Ils ont commencé à évaluer les patients au début de 2007 et les résultats de la première année sont disponibles. Les coordinateurs ont vu plus de 26 000 patients, dont près de 13 000 ont répondu à des questionnaires de renseignements de référence. Ils ont éduqué 12 000 patients et sont intervenus auprès de leur médecin de famille ; ils ont conseillé plus de 10 000 patients d’aborder la DMO avec leur médecin de famille ; et 8 700 médecins de famille ont reçu une lettre recommandant un suivi de l’ostéoporose. Ces patients seront suivis, et leurs données seront associées aux données de l’ICIS et de Santé Ontario pour le calcul de futurs taux de fracture et pour connaître leur utilisation des médicaments contre l’ostéoporose, dans le groupe des plus de 65 ans.

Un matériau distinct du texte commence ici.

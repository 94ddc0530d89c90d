//! Binary encoding of protocol messages
//!
//! Layout: a one-byte message tag followed by the message fields. Integers
//! are big-endian; strings are a `u32` length followed by UTF-8 bytes; lock
//! ids are a one-byte type tag followed by the variant payload.

use bytes::{Buf, BufMut, Bytes, BytesMut};
use latchkey_common::{LockId, LockLevel, NodeId, RejectReason, SessionId, ThreadId};

use crate::error::{CodecError, Result};
use crate::message::{ClientMessage, HolderInfo, ServerMessage, UnlockEntry};

const TAG_HELLO: u8 = 0x01;
const TAG_LOCK_REQUEST: u8 = 0x02;
const TAG_UNLOCK: u8 = 0x03;
const TAG_WAIT: u8 = 0x04;
const TAG_NOTIFY: u8 = 0x05;
const TAG_QUERY: u8 = 0x06;
const TAG_INTERRUPT: u8 = 0x07;

const TAG_WELCOME: u8 = 0x81;
const TAG_LOCK_AWARD: u8 = 0x82;
const TAG_LOCK_REJECT: u8 = 0x83;
const TAG_LOCK_RECALL: u8 = 0x84;
const TAG_NOTIFIED: u8 = 0x85;
const TAG_QUERY_RESPONSE: u8 = 0x86;

// Caps preallocation when a length prefix is corrupt.
const MAX_PREALLOC: usize = 1024;

/// A message that can be written to and read from the wire.
pub trait WireMessage: Sized {
    fn encode(&self, buf: &mut BytesMut);

    fn decode(buf: &mut Bytes) -> Result<Self>;

    fn to_bytes(&self) -> Bytes {
        let mut buf = BytesMut::with_capacity(64);
        self.encode(&mut buf);
        buf.freeze()
    }

    /// Decode a complete frame, rejecting trailing garbage.
    fn from_bytes(mut bytes: Bytes) -> Result<Self> {
        let message = Self::decode(&mut bytes)?;
        if bytes.has_remaining() {
            return Err(CodecError::TrailingBytes(bytes.remaining()));
        }
        Ok(message)
    }
}

impl WireMessage for ClientMessage {
    fn encode(&self, buf: &mut BytesMut) {
        match self {
            ClientMessage::Hello { node } => {
                buf.put_u8(TAG_HELLO);
                buf.put_u64(node.as_u64());
            }
            ClientMessage::LockRequest {
                lock_id,
                thread,
                level,
                try_timeout_millis,
            } => {
                buf.put_u8(TAG_LOCK_REQUEST);
                put_lock_id(buf, lock_id);
                buf.put_u64(thread.as_u64());
                buf.put_u8(level.ordinal());
                match try_timeout_millis {
                    Some(millis) => {
                        buf.put_u8(1);
                        buf.put_u64(*millis);
                    }
                    None => buf.put_u8(0),
                }
            }
            ClientMessage::Unlock { entries } => {
                buf.put_u8(TAG_UNLOCK);
                buf.put_u32(entries.len() as u32);
                for entry in entries {
                    put_lock_id(buf, &entry.lock_id);
                    buf.put_u64(entry.thread.as_u64());
                    buf.put_u8(entry.level.ordinal());
                    buf.put_u64(entry.epoch);
                }
            }
            ClientMessage::Wait {
                lock_id,
                thread,
                timeout_millis,
            } => {
                buf.put_u8(TAG_WAIT);
                put_lock_id(buf, lock_id);
                buf.put_u64(thread.as_u64());
                buf.put_u64(*timeout_millis);
            }
            ClientMessage::Notify {
                lock_id,
                thread,
                all,
            } => {
                buf.put_u8(TAG_NOTIFY);
                put_lock_id(buf, lock_id);
                buf.put_u64(thread.as_u64());
                buf.put_u8(u8::from(*all));
            }
            ClientMessage::Query { lock_id, thread } => {
                buf.put_u8(TAG_QUERY);
                put_lock_id(buf, lock_id);
                buf.put_u64(thread.as_u64());
            }
            ClientMessage::Interrupt { lock_id, thread } => {
                buf.put_u8(TAG_INTERRUPT);
                put_lock_id(buf, lock_id);
                buf.put_u64(thread.as_u64());
            }
        }
    }

    fn decode(buf: &mut Bytes) -> Result<Self> {
        let tag = get_u8(buf)?;
        let message = match tag {
            TAG_HELLO => ClientMessage::Hello {
                node: NodeId::new(get_u64(buf)?),
            },
            TAG_LOCK_REQUEST => {
                let lock_id = get_lock_id(buf)?;
                let thread = ThreadId::new(get_u64(buf)?);
                let level = get_level(buf)?;
                let try_timeout_millis = if get_bool(buf)? {
                    Some(get_u64(buf)?)
                } else {
                    None
                };
                ClientMessage::LockRequest {
                    lock_id,
                    thread,
                    level,
                    try_timeout_millis,
                }
            }
            TAG_UNLOCK => {
                let count = get_u32(buf)? as usize;
                let mut entries = Vec::with_capacity(count.min(MAX_PREALLOC));
                for _ in 0..count {
                    entries.push(UnlockEntry {
                        lock_id: get_lock_id(buf)?,
                        thread: ThreadId::new(get_u64(buf)?),
                        level: get_level(buf)?,
                        epoch: get_u64(buf)?,
                    });
                }
                ClientMessage::Unlock { entries }
            }
            TAG_WAIT => ClientMessage::Wait {
                lock_id: get_lock_id(buf)?,
                thread: ThreadId::new(get_u64(buf)?),
                timeout_millis: get_u64(buf)?,
            },
            TAG_NOTIFY => ClientMessage::Notify {
                lock_id: get_lock_id(buf)?,
                thread: ThreadId::new(get_u64(buf)?),
                all: get_bool(buf)?,
            },
            TAG_QUERY => ClientMessage::Query {
                lock_id: get_lock_id(buf)?,
                thread: ThreadId::new(get_u64(buf)?),
            },
            TAG_INTERRUPT => ClientMessage::Interrupt {
                lock_id: get_lock_id(buf)?,
                thread: ThreadId::new(get_u64(buf)?),
            },
            other => return Err(CodecError::UnknownMessageTag(other)),
        };
        Ok(message)
    }
}

impl WireMessage for ServerMessage {
    fn encode(&self, buf: &mut BytesMut) {
        match self {
            ServerMessage::Welcome { session } => {
                buf.put_u8(TAG_WELCOME);
                buf.put_u64(session.0);
            }
            ServerMessage::LockAward {
                lock_id,
                thread,
                level,
                greedy,
                epoch,
            } => {
                buf.put_u8(TAG_LOCK_AWARD);
                put_lock_id(buf, lock_id);
                buf.put_u64(thread.as_u64());
                buf.put_u8(level.ordinal());
                buf.put_u8(u8::from(*greedy));
                buf.put_u64(*epoch);
            }
            ServerMessage::LockReject {
                lock_id,
                thread,
                reason,
            } => {
                buf.put_u8(TAG_LOCK_REJECT);
                put_lock_id(buf, lock_id);
                buf.put_u64(thread.as_u64());
                put_reason(buf, *reason);
            }
            ServerMessage::LockRecall { lock_id, epoch } => {
                buf.put_u8(TAG_LOCK_RECALL);
                put_lock_id(buf, lock_id);
                buf.put_u64(*epoch);
            }
            ServerMessage::Notified {
                lock_id,
                thread,
                reacquire_pending,
            } => {
                buf.put_u8(TAG_NOTIFIED);
                put_lock_id(buf, lock_id);
                buf.put_u64(thread.as_u64());
                buf.put_u8(u8::from(*reacquire_pending));
            }
            ServerMessage::QueryResponse {
                lock_id,
                thread,
                holders,
                pending,
                waiters,
            } => {
                buf.put_u8(TAG_QUERY_RESPONSE);
                put_lock_id(buf, lock_id);
                buf.put_u64(thread.as_u64());
                buf.put_u32(holders.len() as u32);
                for holder in holders {
                    buf.put_u64(holder.node.as_u64());
                    buf.put_u64(holder.thread.as_u64());
                    buf.put_u8(holder.level.ordinal());
                }
                buf.put_u32(*pending);
                buf.put_u32(*waiters);
            }
        }
    }

    fn decode(buf: &mut Bytes) -> Result<Self> {
        let tag = get_u8(buf)?;
        let message = match tag {
            TAG_WELCOME => ServerMessage::Welcome {
                session: SessionId(get_u64(buf)?),
            },
            TAG_LOCK_AWARD => ServerMessage::LockAward {
                lock_id: get_lock_id(buf)?,
                thread: ThreadId::new(get_u64(buf)?),
                level: get_level(buf)?,
                greedy: get_bool(buf)?,
                epoch: get_u64(buf)?,
            },
            TAG_LOCK_REJECT => ServerMessage::LockReject {
                lock_id: get_lock_id(buf)?,
                thread: ThreadId::new(get_u64(buf)?),
                reason: get_reason(buf)?,
            },
            TAG_LOCK_RECALL => ServerMessage::LockRecall {
                lock_id: get_lock_id(buf)?,
                epoch: get_u64(buf)?,
            },
            TAG_NOTIFIED => ServerMessage::Notified {
                lock_id: get_lock_id(buf)?,
                thread: ThreadId::new(get_u64(buf)?),
                reacquire_pending: get_bool(buf)?,
            },
            TAG_QUERY_RESPONSE => {
                let lock_id = get_lock_id(buf)?;
                let thread = ThreadId::new(get_u64(buf)?);
                let count = get_u32(buf)? as usize;
                let mut holders = Vec::with_capacity(count.min(MAX_PREALLOC));
                for _ in 0..count {
                    holders.push(HolderInfo {
                        node: NodeId::new(get_u64(buf)?),
                        thread: ThreadId::new(get_u64(buf)?),
                        level: get_level(buf)?,
                    });
                }
                ServerMessage::QueryResponse {
                    lock_id,
                    thread,
                    holders,
                    pending: get_u32(buf)?,
                    waiters: get_u32(buf)?,
                }
            }
            other => return Err(CodecError::UnknownMessageTag(other)),
        };
        Ok(message)
    }
}

fn need(buf: &Bytes, len: usize) -> Result<()> {
    if buf.remaining() < len {
        return Err(CodecError::Truncated {
            needed: len - buf.remaining(),
        });
    }
    Ok(())
}

fn get_u8(buf: &mut Bytes) -> Result<u8> {
    need(buf, 1)?;
    Ok(buf.get_u8())
}

fn get_bool(buf: &mut Bytes) -> Result<bool> {
    Ok(get_u8(buf)? != 0)
}

fn get_u32(buf: &mut Bytes) -> Result<u32> {
    need(buf, 4)?;
    Ok(buf.get_u32())
}

fn get_u64(buf: &mut Bytes) -> Result<u64> {
    need(buf, 8)?;
    Ok(buf.get_u64())
}

fn get_i64(buf: &mut Bytes) -> Result<i64> {
    need(buf, 8)?;
    Ok(buf.get_i64())
}

fn put_string(buf: &mut BytesMut, value: &str) {
    buf.put_u32(value.len() as u32);
    buf.put_slice(value.as_bytes());
}

fn get_string(buf: &mut Bytes) -> Result<String> {
    let len = get_u32(buf)? as usize;
    need(buf, len)?;
    let raw = buf.split_to(len);
    Ok(String::from_utf8(raw.to_vec())?)
}

fn put_lock_id(buf: &mut BytesMut, lock_id: &LockId) {
    buf.put_u8(lock_id.type_tag());
    match lock_id {
        LockId::Named(name) => put_string(buf, name),
        LockId::Long(value) => buf.put_i64(*value),
        LockId::Literal(value) => put_string(buf, value),
        LockId::Object(id) => buf.put_u64(*id),
    }
}

fn get_lock_id(buf: &mut Bytes) -> Result<LockId> {
    let tag = get_u8(buf)?;
    match tag {
        LockId::TAG_NAMED => Ok(LockId::Named(get_string(buf)?)),
        LockId::TAG_LONG => Ok(LockId::Long(get_i64(buf)?)),
        LockId::TAG_LITERAL => Ok(LockId::Literal(get_string(buf)?)),
        LockId::TAG_OBJECT => Ok(LockId::Object(get_u64(buf)?)),
        other => Err(CodecError::UnknownLockIdTag(other)),
    }
}

fn get_level(buf: &mut Bytes) -> Result<LockLevel> {
    let ordinal = get_u8(buf)?;
    LockLevel::from_ordinal(ordinal).ok_or(CodecError::UnknownLevel(ordinal))
}

fn put_reason(buf: &mut BytesMut, reason: RejectReason) {
    buf.put_u8(reason.code());
    if let RejectReason::StaleEpoch(epoch) = reason {
        buf.put_u64(epoch);
    }
}

fn get_reason(buf: &mut Bytes) -> Result<RejectReason> {
    match get_u8(buf)? {
        1 => Ok(RejectReason::Unavailable),
        2 => Ok(RejectReason::TimedOut),
        3 => Ok(RejectReason::StaleEpoch(get_u64(buf)?)),
        4 => Ok(RejectReason::IllegalMonitorState),
        other => Err(CodecError::UnknownRejectReason(other)),
    }
}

Victoria Elliot-Gibson, coordinatrice pour l’ostéoporose à l’hôpital St-Michael’s et consultante du programme Ostéoporose Canada, a été la coordinatrice initiale du programme, et elle s’est adressée aux participants du symposium. Elle a expliqué que les coordinateurs du dépistage de l’ostéoporose sont engagés par Ostéoporose Canada.
Tous les centres suivent un protocole pour dispenser des soins uniformes. Ils réalisent les dépistages grâce à diverses méthodes, car les coordinateurs n’ont pas les mêmes moyens dans tous les sites, se servant de dossiers électroniques, de graphes sur papier ou d’orientation aux urgences. L’évaluation de chaque patient est effectuée en zone privée. Les coordinateurs recueillent maintenant aussi des formulaires de consentement pour pouvoir utiliser les données à des fins de recherche. Les coordinateurs ont un réseau, dont le site Web est le www.OSCnet.ca. On y trouve un forum pour les questions à Mme Elliot-Gibson, ainsi que des articles pertinents pour que les coordinateurs puissent demeurer à jour dans leur domaine.